I realize that part of the problem involves me being really old. Time has a tendency to do funny things — go fast when I want it to go slow (while eating an ice cream bar, for example), then go slow when I want it to go fast (like waiting to get on Hyperspace Mountain at Disneyland).
I see I used childhood memories for examples there. I'm sure that means something.
But I digress. I was talking about high school graduations, wasn't I?
Our modern merchandising machine is at least partially to blame for time flying by. I've talked here before about Christmas advertising in October and the like. This time, it's back-to-school sales.
I started receiving sales notices two weeks ago. I was pretty much able to ignore them — it wasn't in a newspaper, after all.
Then last Sunday I had to go to the store to pick something up for one of Maria's many projects. I decided to try the discount store, which I won't name, but I will say it was right on target for what I wanted.
There were notebooks, crayons and backpacks right inside the door. As I started up the aisle towards the back (things I need seem to always be in the back), there was a giant pencil sign with "Back To School" on it, pointing to the left. And I did indeed have to fight my way through piles of children's clothes, predominantly uniform style, then shelf after shelf of what looked like office supplies shrunken down for smaller hands.
Did you know they still sell spiral-bound notebooks? And writing instruments are all around. I thought they were doing everything on tablets or iPads these days.
I was glad to see it. I wonder if Long Beach still teaches cursive writing. Remember when handwriting received a grade?
Sorry. That age thing sidetracked me again.
The point is, all this stuff is out there for sale when kids shouldn't be thinking about anything other than baseball, swimming lessons and the like. Why must we hurry it so much?
I know that the school year itself has encroached upon summer. Those graduations I mentioned in the beginning happened in the middle of June. And every school I know of starts classes again in August.
Long Beach gives its students, at least its k-12 students, a bit of a break. Classes don't begin here until Aug. 28. That means Johnny and Susie still have a few weeks of freedom.

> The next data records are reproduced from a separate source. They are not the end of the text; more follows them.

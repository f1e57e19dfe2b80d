//! # Configuration Management
//!
//! This module handles loading and saving CLI configuration — currently
//! the API base URL. Authentication state lives in the session store
//! (see [`crate::session`]), not here.
//!
//! ## Configuration File Location
//!
//! All platforms: `$HOME/.config/famtrack/config.json`
//!
//! On Windows, uses `%USERPROFILE%\.config\famtrack\config.json` if
//! `$HOME` is not set.

use anyhow::{Context, Result};
use serde::{Deserialize, Serialize};
use std::fs;
use std::path::PathBuf;

/// Default API base URL
const DEFAULT_BASE_URL: &str = "https://app.famtrack.dev";

/// Environment variable for overriding the base URL
const BASE_URL_ENV_VAR: &str = "FAMTRACK_BASE_URL";

/// CLI configuration
///
/// Stores the server base URL. The stored value is a default; the
/// `FAMTRACK_BASE_URL` environment variable always takes precedence.
#[derive(Debug, Clone, Serialize, Deserialize)]
pub struct Config {
    /// Base URL for the API (stored in config file)
    #[serde(default = "stored_default_base_url")]
    stored_base_url: String,
}

/// Default base URL for storage (without env var override)
fn stored_default_base_url() -> String {
    DEFAULT_BASE_URL.to_string()
}

impl Default for Config {
    fn default() -> Self {
        Self {
            stored_base_url: DEFAULT_BASE_URL.to_string(),
        }
    }
}

impl Config {
    /// Create a new configuration with a custom base URL
    ///
    /// # Arguments
    ///
    /// * `base_url` - The base URL for the API (stored in config file)
    pub fn with_url(base_url: String) -> Self {
        Self {
            stored_base_url: base_url,
        }
    }

    /// Get the effective base URL
    ///
    /// Environment variable `FAMTRACK_BASE_URL` takes precedence over the
    /// config file.
    pub fn base_url(&self) -> String {
        std::env::var(BASE_URL_ENV_VAR).unwrap_or_else(|_| self.stored_base_url.clone())
    }

    /// Load configuration from the default config file
    ///
    /// # Returns
    ///
    /// * `Ok(Config)` - Successfully loaded configuration
    /// * `Err(_)` - Configuration file not found or invalid
    pub fn load() -> Result<Self> {
        let path = config_path()?;
        let contents = fs::read_to_string(&path)
            .with_context(|| format!("Failed to read config file: {}", path.display()))?;
        let config: Config = serde_json::from_str(&contents)
            .with_context(|| format!("Failed to parse config file: {}", path.display()))?;
        Ok(config)
    }

    /// Load configuration, falling back to defaults when no file exists
    pub fn load_or_default() -> Self {
        Self::load().unwrap_or_default()
    }

    /// Save configuration to the default config file
    ///
    /// Creates the config directory if it doesn't exist.
    ///
    /// # Returns
    ///
    /// * `Ok(())` - Successfully saved configuration
    /// * `Err(_)` - Failed to create directory or write file
    pub fn save(&self) -> Result<()> {
        let path = config_path()?;

        // Create parent directory if it doesn't exist
        if let Some(parent) = path.parent() {
            fs::create_dir_all(parent).with_context(|| {
                format!("Failed to create config directory: {}", parent.display())
            })?;
        }

        let contents = serde_json::to_string_pretty(self).context("Failed to serialize config")?;
        fs::write(&path, contents)
            .with_context(|| format!("Failed to write config file: {}", path.display()))?;

        Ok(())
    }

    /// Check if a configuration file exists
    pub fn exists() -> bool {
        config_path().map(|p| p.exists()).unwrap_or(false)
    }
}

/// Get the default base URL
///
/// Checks the `FAMTRACK_BASE_URL` environment variable first,
/// then falls back to the default production URL.
pub fn default_base_url() -> String {
    std::env::var(BASE_URL_ENV_VAR).unwrap_or_else(|_| DEFAULT_BASE_URL.to_string())
}

/// Get the path to the configuration file
fn config_path() -> Result<PathBuf> {
    Ok(famtrack_dir()?.join("config.json"))
}

/// Get the Famtrack directory under the user's config directory
///
/// Also hosts the persisted session entries (see [`crate::session`]).
pub fn famtrack_dir() -> Result<PathBuf> {
    let config_dir = dirs_config_dir().context("Could not determine config directory")?;
    Ok(config_dir.join("famtrack"))
}

/// Get the config directory
///
/// Uses `$HOME/.config` on all platforms for consistency.
fn dirs_config_dir() -> Option<PathBuf> {
    std::env::var("XDG_CONFIG_HOME")
        .ok()
        .map(PathBuf::from)
        .or_else(|| {
            std::env::var("HOME")
                .ok()
                .or_else(|| std::env::var("USERPROFILE").ok())
                .map(|h| PathBuf::from(h).join(".config"))
        })
}
//! # Error Handling
//!
//! This module provides user-friendly error display functions
//! for the Famtrack CLI.

use colored::Colorize;

/// Display a network error with helpful suggestions
///
/// # Arguments
///
/// * `message` - The error message to display
pub fn display_network_error(message: &str) {
    eprintln!("{} Network error: {}", "✗".red().bold(), message);
    eprintln!();
    eprintln!("{}", "Possible causes:".yellow());
    eprintln!("  • No internet connection");
    eprintln!("  • API server is unreachable");
    eprintln!("  • Firewall blocking the connection");
    eprintln!();
    eprintln!(
        "{} Check your connection and try again.",
        "Tip:".cyan().bold()
    );
}

/// Display an authentication error with helpful suggestions
///
/// # Arguments
///
/// * `message` - The error message to display
pub fn display_auth_error(message: &str) {
    eprintln!("{} Authentication error: {}", "✗".red().bold(), message);
    eprintln!();
    eprintln!("{}", "Possible causes:".yellow());
    eprintln!("  • Credentials are invalid or expired");
    eprintln!("  • You haven't logged in yet");
    eprintln!();
    eprintln!(
        "{} Run `famtrack login` to authenticate.",
        "Tip:".cyan().bold()
    );
}

/// Display a session-expired error
///
/// Printed when the refresh protocol failed and the local session was
/// destroyed; the only way forward is a fresh login.
///
/// # Arguments
///
/// * `message` - The error message to display
pub fn display_session_expired(message: &str) {
    eprintln!("{} Session expired: {}", "✗".red().bold(), message);
    eprintln!();
    eprintln!("Your saved session is no longer valid and has been cleared.");
    eprintln!();
    eprintln!(
        "{} Run `famtrack login` to sign in again.",
        "Tip:".cyan().bold()
    );
}

/// Display a configuration error with helpful suggestions
///
/// # Arguments
///
/// * `message` - The error message to display
pub fn display_config_error(message: &str) {
    eprintln!("{} Configuration error: {}", "✗".red().bold(), message);
    eprintln!();
    eprintln!("{}", "Possible causes:".yellow());
    eprintln!("  • Configuration file is corrupted");
    eprintln!("  • Config directory is not writable");
    eprintln!();
    eprintln!(
        "{} Run `famtrack login` to reconfigure.",
        "Tip:".cyan().bold()
    );
}

/// Display a service unavailable error with helpful suggestions
///
/// # Arguments
///
/// * `message` - The error message to display
pub fn display_service_error(message: &str) {
    eprintln!("{} Service unavailable: {}", "✗".red().bold(), message);
    eprintln!();
    eprintln!("{}", "Possible causes:".yellow());
    eprintln!("  • API server is under maintenance");
    eprintln!("  • Service is temporarily unavailable");
    eprintln!();
    eprintln!("{} Try again in a few minutes.", "Tip:".cyan().bold());
}

/// Display a generic error
///
/// # Arguments
///
/// * `message` - The error message to display
pub fn display_error(message: &str) {
    eprintln!("{} Error: {}", "✗".red().bold(), message);
}

/// Display a warning
///
/// # Arguments
///
/// * `message` - The warning message to display
pub fn display_warning(message: &str) {
    eprintln!("{} Warning: {}", "⚠".yellow().bold(), message);
}

/// Display a success message
///
/// # Arguments
///
/// * `message` - The success message to display
pub fn display_success(message: &str) {
    println!("{} {}", "✓".green().bold(), message);
}

/// Display an info message
///
/// # Arguments
///
/// * `message` - The info message to display
pub fn display_info(message: &str) {
    println!("{} {}", "ℹ".blue().bold(), message);
}
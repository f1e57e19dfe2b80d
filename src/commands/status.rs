//! # Status Command
//!
//! Implements the status command for checking configuration, API
//! health, and the saved session.
//!
//! ## Usage
//!
//! ```bash
//! famtrack status
//! ```

use anyhow::Result;
use colored::Colorize;

use crate::commands::api_context;
use crate::config::Config;
use crate::exit_codes::*;
use crate::session::SessionStore;

/// Execute the status command
///
/// # Returns
///
/// * `Ok(EXIT_SUCCESS)` - Configured, reachable, and signed in
/// * `Ok(EXIT_CONFIG_ERROR)` - Not signed in
/// * `Ok(EXIT_NETWORK_ERROR)` - Cannot reach the API
pub async fn execute() -> Result<i32> {
    println!("{}", "Famtrack CLI Status".bold());
    println!("{}", "─".repeat(40).dimmed());
    println!();

    // Check configuration
    if Config::exists() {
        println!(
            "{} Configuration: {}",
            "✓".green().bold(),
            "Found".green()
        );
    } else {
        println!(
            "{} Configuration: {}",
            "ℹ".blue().bold(),
            "Using defaults".dimmed()
        );
    }

    let (client, store) = api_context()?;

    println!();
    println!("{} API Endpoint: {}", "ℹ".blue(), client.base_url.cyan());

    match client.health_check().await {
        Ok(true) => {
            println!("{} API Status: {}", "✓".green().bold(), "Healthy".green());
        }
        Ok(false) => {
            println!(
                "{} API Status: {}",
                "⚠".yellow().bold(),
                "Unhealthy".yellow()
            );
            println!("  {} The API returned a non-success status", "→".cyan());
        }
        Err(e) => {
            println!("{} API Status: {}", "✗".red().bold(), "Unreachable".red());
            println!("  {} {}", "Error:".dimmed(), format!("{}", e).dimmed());
            println!();
            println!("{}", "Possible causes:".yellow());
            println!("  • No internet connection");
            println!("  • API server is down");
            println!("  • Firewall blocking the connection");
            return Ok(EXIT_NETWORK_ERROR);
        }
    }

    // Check the saved session
    println!();
    match store.load() {
        Some(session) => {
            println!(
                "{} Signed in: {} ({}, {})",
                "✓".green().bold(),
                session.user.name.bold(),
                session.user.email,
                session.user.role.as_str().dimmed()
            );
            println!(
                "  Family: {} (code {})",
                session
                    .user
                    .family_name
                    .as_deref()
                    .unwrap_or("—")
                    .cyan(),
                session.user.family_code.yellow()
            );
            println!(
                "  Access token: {}",
                mask_token(&session.access_token).dimmed()
            );
            println!(
                "  Refresh token: {}",
                mask_token(&session.refresh_token).dimmed()
            );

            // Exercise the credentials; a stale access token gets
            // refreshed along the way.
            match client.validate_session().await {
                Ok(true) => {
                    println!(
                        "{} Authentication: {}",
                        "✓".green().bold(),
                        "Valid".green()
                    );
                }
                Ok(false) => {
                    println!(
                        "{} Authentication: {}",
                        "⚠".yellow().bold(),
                        "Rejected by the server".yellow()
                    );
                    println!("  {} Run `famtrack login` to sign in again", "→".cyan());
                    return Ok(EXIT_AUTH_ERROR);
                }
                Err(e) => {
                    println!(
                        "{} Authentication: {}",
                        "⚠".yellow().bold(),
                        "Could not be verified".yellow()
                    );
                    println!("  {} {}", "Error:".dimmed(), format!("{}", e).dimmed());
                }
            }

            println!();
            println!(
                "{} Ready. Run `famtrack dashboard` to see where the money went.",
                "✓".green().bold()
            );
            Ok(EXIT_SUCCESS)
        }
        None => {
            println!(
                "{} Not signed in. Run `famtrack login` to get started.",
                "✗".red().bold()
            );
            Ok(EXIT_CONFIG_ERROR)
        }
    }
}

/// Mask a token for display
///
/// Shows the first 8 characters and masks the rest.
fn mask_token(token: &str) -> String {
    if token.len() <= 12 {
        return "*".repeat(token.len());
    }

    let visible = &token[..8];
    let masked_len = token.len() - 8;
    format!("{}{}", visible, "*".repeat(masked_len.min(8)))
}
impl ApiClient {
    /// Create a new API client
    ///
    /// The client is configured with:
    /// - User-Agent: `famtrack/<version>` to identify the CLI
    /// - Accept / Content-Type: `application/json`
    /// - X-Request-Id: a per-process correlation id
    /// - 30s total / 5s connect timeouts
    ///
    /// # Arguments
    ///
    /// * `base_url` - The base URL for the API endpoint
    /// * `store` - Session store supplying the bearer credential
    pub fn new(base_url: String, store: Arc<dyn SessionStore>) -> Self {
        let request_id = generate_request_id();

        let mut headers = HeaderMap::new();
        headers.insert(
            USER_AGENT,
            HeaderValue::from_str(&format!("famtrack/{VERSION}"))
                .unwrap_or_else(|_| HeaderValue::from_static("famtrack/0.1.0")),
        );
        headers.insert(ACCEPT, HeaderValue::from_static("application/json"));
        headers.insert(CONTENT_TYPE, HeaderValue::from_static("application/json"));
        if let Ok(header_value) = HeaderValue::from_str(&request_id) {
            headers.insert("X-Request-Id", header_value);
        }

        let client = Client::builder()
            .default_headers(headers)
            .timeout(Duration::from_secs(30))
            .connect_timeout(Duration::from_secs(5))
            .build()
            .unwrap_or_else(|_| Client::new());

        Self {
            base_url: base_url.trim_end_matches('/').to_string(),
            client,
            store,
            refresh_gate: Mutex::new(()),
            request_id,
        }
    }

    /// Get the correlation id for this client session.
    pub fn request_id(&self) -> &str {
        &self.request_id
    }

    /// Check API health
    ///
    /// # Returns
    ///
    /// * `Ok(true)` - API is healthy
    /// * `Ok(false)` - API returned non-success status
    /// * `Err(ApiError)` - Request failed (network error)
    pub async fn health_check(&self) -> Result<bool, ApiError> {
        let url = format!("{}/api/health", self.base_url);

        let response = self
            .client
            .get(&url)
            .send()
            .await
            .map_err(to_network_error)?;

        Ok(response.status().is_success())
    }

    /// Send a request and decode the envelope's `data` payload
    pub(crate) async fn request<B, T>(
        &self,
        method: Method,
        path: &str,
        body: Option<&B>,
    ) -> Result<T, ApiError>
    where
        B: Serialize + ?Sized,
        T: DeserializeOwned,
    {
        let response = self.send(method, path, body).await?;
        read_data(response).await
    }

    /// Send a request whose envelope carries no payload
    ///
    /// Returns the acknowledgment message: `data.message` when the
    /// server nests one, the envelope `message` otherwise.
    pub(crate) async fn request_ack<B>(
        &self,
        method: Method,
        path: &str,
        body: Option<&B>,
    ) -> Result<String, ApiError>
    where
        B: Serialize + ?Sized,
    {
        let response = self.send(method, path, body).await?;
        read_ack(response).await
    }

    /// Dispatch a request, absorbing a first-attempt 401 through the
    /// refresh protocol
    ///
    /// The sequencing per logical request is strict: first dispatch,
    /// then (at most) one refresh, then (at most) one retried dispatch.
    /// The retried dispatch re-reads the store so it carries whatever
    /// token is current at retry time.
    async fn send<B>(
        &self,
        method: Method,
        path: &str,
        body: Option<&B>,
    ) -> Result<Response, ApiError>
    where
        B: Serialize + ?Sized,
    {
        let bearer = self.store.load().map(|s| s.access_token);
        let response = self
            .dispatch(&method, path, body, bearer.as_deref(), Attempt::First)
            .await?;

        if response.status() != StatusCode::UNAUTHORIZED {
            return Ok(response);
        }

        // An anonymous 401 has no refresh token to spend; propagate it.
        let Some(expired_access) = bearer else {
            return Ok(response);
        };

        self.refresh_access_token(&expired_access).await?;

        let bearer = self.store.load().map(|s| s.access_token);
        self.dispatch(&method, path, body, bearer.as_deref(), Attempt::Retried)
            .await
    }

    /// Perform one HTTP dispatch
    async fn dispatch<B>(
        &self,
        method: &Method,
        path: &str,
        body: Option<&B>,
        bearer: Option<&str>,
        attempt: Attempt,
    ) -> Result<Response, ApiError>
    where
        B: Serialize + ?Sized,
    {
        let url = format!("{}{}", self.base_url, path);
        log::debug!("{} {} ({:?})", method, url, attempt);

        let mut request = self.client.request(method.clone(), &url);
        if let Some(token) = bearer {
            request = request.header(AUTHORIZATION, format!("Bearer {}", token));
        }
        if let Some(body) = body {
            request = request.json(body);
        }

        request.send().await.map_err(to_network_error)
    }

    /// Exchange the refresh token for a new access token
    ///
    /// Refreshes are serialized behind a gate: with several in-flight
    /// requests hitting 401 at once, the first holder performs the
    /// round-trip and later holders find their expired token already
    /// replaced and return immediately. On any refresh failure the
    /// session is destroyed and the error is terminal.
    async fn refresh_access_token(&self, expired_access: &str) -> Result<(), ApiError> {
        let _gate = self.refresh_gate.lock().await;

        let refresh_token = match self.store.load() {
            // Another request refreshed while we waited for the gate.
            Some(current) if current.access_token != expired_access => return Ok(()),
            Some(current) => current.refresh_token,
            // A concurrent refresh already failed and evicted the session.
            None => {
                return Err(ApiError::SessionExpired {
                    message: "session was terminated while refreshing credentials".to_string(),
                })
            }
        };

        log::debug!("access token expired, refreshing");

        match self.call_refresh_endpoint(&refresh_token).await {
            Ok(access_token) => {
                self.store
                    .update_access_token(&access_token)
                    .map_err(|e| ApiError::Storage {
                        message: e.to_string(),
                    })?;
                Ok(())
            }
            Err(cause) => {
                // Refresh failure is terminal for the session; the clear
                // is idempotent so racing evictions are harmless.
                if let Err(clear_err) = self.store.clear() {
                    log::warn!("failed to clear session after refresh failure: {clear_err}");
                }
                Err(ApiError::SessionExpired {
                    message: cause.to_string(),
                })
            }
        }
    }

    /// Call `POST /api/auth/refresh` with the bare client
    ///
    /// Deliberately bypasses [`ApiClient::send`]: the refresh call
    /// itself must never be intercepted or retried.
    async fn call_refresh_endpoint(&self, refresh_token: &str) -> Result<String, ApiError> {
        let url = format!("{}/api/auth/refresh", self.base_url);

        let response = self
            .client
            .post(&url)
            .json(&RefreshRequest { refresh_token })
            .send()
            .await
            .map_err(to_network_error)?;

        let status = response.status();
        if !status.is_success() {
            let error_text = response.text().await.unwrap_or_default();
            return Err(to_http_error(status, error_text));
        }

        let envelope: Envelope<RefreshData> =
            response.json().await.map_err(|e| ApiError::ParseError {
                message: format!("Failed to parse refresh response: {}", e),
            })?;

        match into_payload(envelope) {
            Ok(Some(data)) => Ok(data.access_token),
            Ok(None) => Err(ApiError::ParseError {
                message: "refresh response carried no access token".to_string(),
            }),
            Err(message) => Err(ApiError::Rejected { message }),
        }
    }
}
//! # Config Command
//!
//! Shows and updates the stored CLI configuration. The only setting is
//! the API base URL; `FAMTRACK_BASE_URL` always overrides the stored
//! value without touching it.
//!
//! ## Usage
//!
//! ```bash
//! famtrack config show
//! famtrack config set-url https://staging.famtrack.dev
//! ```

use anyhow::Result;
use colored::Colorize;

use crate::config::Config;
use crate::exit_codes::*;

/// Execute the show action
pub fn execute_show() -> Result<i32> {
    let config = Config::load_or_default();

    println!("{}", "Famtrack Configuration".bold());
    println!("{}", "─".repeat(40).dimmed());
    println!("  Base URL: {}", config.base_url().cyan());
    if !Config::exists() {
        println!("  {}", "(defaults; no config file written yet)".dimmed());
    }

    Ok(EXIT_SUCCESS)
}

/// Execute the set-url action
pub fn execute_set_url(url: String) -> Result<i32> {
    let config = Config::with_url(url);
    config.save()?;

    println!(
        "{} Base URL set to {}",
        "✓".green().bold(),
        config.base_url().cyan()
    );

    Ok(EXIT_SUCCESS)
}
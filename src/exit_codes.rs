//! # Exit Codes
//!
//! Standard exit codes for the Famtrack CLI.
//!
//! These codes follow common Unix conventions and provide meaningful
//! feedback to scripts and shell integrations.

/// Successful execution
pub const EXIT_SUCCESS: i32 = 0;

/// General error (unspecified)
pub const EXIT_ERROR: i32 = 1;

/// Configuration error (missing or invalid config)
pub const EXIT_CONFIG_ERROR: i32 = 2;

/// Authentication error (invalid, expired, or missing credentials)
pub const EXIT_AUTH_ERROR: i32 = 3;

/// Network error (connection failed, timeout, etc.)
pub const EXIT_NETWORK_ERROR: i32 = 4;

/// Invalid input (bad arguments, rejected request data, etc.)
pub const EXIT_INVALID_INPUT: i32 = 5;

/// Service unavailable (API down, maintenance, etc.)
pub const EXIT_SERVICE_UNAVAILABLE: i32 = 6;

#[cfg(test)]
mod tests {
    use super::*;

    #[test]
    fn test_exit_codes_are_distinct() {
        let codes = [
            EXIT_SUCCESS,
            EXIT_ERROR,
            EXIT_CONFIG_ERROR,
            EXIT_AUTH_ERROR,
            EXIT_NETWORK_ERROR,
            EXIT_INVALID_INPUT,
            EXIT_SERVICE_UNAVAILABLE,
        ];

        // Check all codes are unique
        for (i, &code1) in codes.iter().enumerate() {
            for (j, &code2) in codes.iter().enumerate() {
                if i != j {
                    assert_ne!(code1, code2, "Exit codes {} and {} are not unique", i, j);
                }
            }
        }
    }

    #[test]
    fn test_success_is_zero() {
        assert_eq!(EXIT_SUCCESS, 0);
    }

    #[test]
    fn test_error_codes_are_positive() {
        assert!(EXIT_ERROR > 0);
        assert!(EXIT_CONFIG_ERROR > 0);
        assert!(EXIT_AUTH_ERROR > 0);
        assert!(EXIT_NETWORK_ERROR > 0);
        assert!(EXIT_INVALID_INPUT > 0);
        assert!(EXIT_SERVICE_UNAVAILABLE > 0);
    }
}
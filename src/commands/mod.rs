//! # CLI Command Implementations
//!
//! This module contains the implementation of all CLI commands.
//! Each submodule represents a top-level command or command group.
//!
//! ## Available Commands
//!
//! - [`login`] - Sign into a family account (and family-code recovery)
//! - [`register`] - Create an account via the email OTP flow
//! - [`logout`] - Revoke and clear the saved session
//! - [`status`] - Check configuration, API health, and session state
//! - [`config`] - Show and update the stored configuration
//! - [`entries`] - Income and expense listing, CRUD, and statistics
//! - [`dashboard`] - Totals, category breakdowns, and monthly trends
//! - [`family`] - Family info and member management
//! - [`reminder`] - Admin expense reminders

pub mod config;
pub mod dashboard;
pub mod entries;
pub mod family;
pub mod login;
pub mod logout;
pub mod register;
pub mod reminder;
pub mod status;

use std::io::Write;
use std::sync::Arc;

use anyhow::{Context, Result};

use crate::api::{ApiClient, ApiError};
use crate::config::Config;
use crate::errors::*;
use crate::exit_codes::*;
use crate::session::{FileSessionStore, SessionStore};

/// Build the API client and the session store behind it
///
/// The same store instance is returned separately so commands can
/// create or clear sessions themselves; the client only ever reads it
/// and maintains the access token.
pub(crate) fn api_context() -> Result<(ApiClient, Arc<FileSessionStore>)> {
    let config = Config::load_or_default();
    let store = Arc::new(FileSessionStore::new()?);
    let session_store: Arc<dyn SessionStore> = store.clone();
    let client = ApiClient::new(config.base_url(), session_store);
    Ok((client, store))
}

/// Display an API error and map it to an exit code
///
/// `SessionExpired` is the CLI's "redirect to login": the session has
/// already been destroyed by the client, so the only useful output is
/// the hint to sign in again.
pub(crate) fn report_api_error(err: &ApiError) -> i32 {
    match err {
        ApiError::SessionExpired { message } => {
            display_session_expired(message);
            EXIT_AUTH_ERROR
        }
        ApiError::Unauthorized { message } | ApiError::Forbidden { message } => {
            display_auth_error(message);
            EXIT_AUTH_ERROR
        }
        ApiError::Network { message } => {
            display_network_error(message);
            EXIT_NETWORK_ERROR
        }
        ApiError::Server { message, .. } => {
            display_service_error(message);
            EXIT_SERVICE_UNAVAILABLE
        }
        ApiError::Api { message, .. } | ApiError::Rejected { message } => {
            display_error(message);
            EXIT_INVALID_INPUT
        }
        ApiError::ParseError { message } => {
            display_error(message);
            EXIT_ERROR
        }
        ApiError::Storage { message } => {
            display_config_error(message);
            EXIT_CONFIG_ERROR
        }
    }
}

/// Read one line of input from the terminal
pub(crate) fn prompt_line(label: &str) -> Result<String> {
    print!("{}: ", label);
    std::io::stdout().flush().context("Failed to flush stdout")?;

    let mut line = String::new();
    std::io::stdin()
        .read_line(&mut line)
        .context("Failed to read input")?;
    Ok(line.trim().to_string())
}
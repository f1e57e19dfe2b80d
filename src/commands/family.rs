//! # Family Command
//!
//! Family info and member management: show the family with its join
//! code, list members, and (for admins) remove members or rename the
//! family.
//!
//! ## Usage
//!
//! ```bash
//! famtrack family show
//! famtrack family members
//! famtrack family remove u-42
//! famtrack family rename "The Lovelaces"
//! ```

use anyhow::Result;
use colored::Colorize;

use crate::api::FamilyMember;
use crate::commands::{api_context, report_api_error};
use crate::exit_codes::*;
use crate::session::Role;

/// Execute the show action
pub async fn execute_show() -> Result<i32> {
    let (client, _store) = api_context()?;

    let family = match client.family().await {
        Ok(family) => family,
        Err(e) => return Ok(report_api_error(&e)),
    };

    println!("{}", family.family_name.bold());
    println!("{}", "─".repeat(40).dimmed());
    println!(
        "  Join code: {} — share it with family members",
        family.family_code.yellow().bold()
    );
    println!("  Members:   {}", family.users.len());
    for member in &family.users {
        print_member_line(member);
    }

    Ok(EXIT_SUCCESS)
}

/// Execute the members action
pub async fn execute_members() -> Result<i32> {
    let (client, _store) = api_context()?;

    let members = match client.family_members().await {
        Ok(members) => members,
        Err(e) => return Ok(report_api_error(&e)),
    };

    println!("{} {} members", "✓".green().bold(), members.len());
    for member in &members {
        print_member_line(member);
    }

    Ok(EXIT_SUCCESS)
}

/// Execute the remove action (admin only)
pub async fn execute_remove(member_id: String) -> Result<i32> {
    let (client, _store) = api_context()?;

    match client.remove_family_member(&member_id).await {
        Ok(message) => {
            println!("{} {}", "✓".green().bold(), message);
            Ok(EXIT_SUCCESS)
        }
        Err(e) => Ok(report_api_error(&e)),
    }
}

/// Execute the rename action (admin only)
pub async fn execute_rename(name: String) -> Result<i32> {
    let (client, _store) = api_context()?;

    match client.rename_family(&name).await {
        Ok(_) => {
            println!("{} Family renamed to {}", "✓".green().bold(), name.bold());
            Ok(EXIT_SUCCESS)
        }
        Err(e) => Ok(report_api_error(&e)),
    }
}

fn print_member_line(member: &FamilyMember) {
    let role = match member.role {
        Role::Admin => member.role.as_str().cyan().bold(),
        Role::Member => member.role.as_str().dimmed(),
    };
    println!(
        "  {:<16} {:<28} {}  {}",
        member.name,
        member.email.dimmed(),
        role,
        member.id.dimmed()
    );
}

I freely admit this next bit is all about the good old days, and I have to question the veracity of some of these memories, but here's what I recall.
When I was a boy, we started school the week after Labor Day. That's in September. We got out of school the week before Memorial Day. That's in May.
We went to school from 8 a.m. to 3 p.m. That was all the way through high school.
So we had afternoons to do kid things, and we had a full summer to enjoy the good things in life — riding bikes, playing ball, swimming, etc. And yes, we knew we had to go home when the streetlights came on.
I feel sorry for the kids today. To be sure, they seem plenty happy now when they swarm the Rite-Aid ice cream counter or Starbucks in the afternoons. And I hear they're still really doing kid things, even if the security is tighter.
But it will be over all too soon.
And by the end of the month, the stores will have Halloween stuff on the shelves. Can't wait.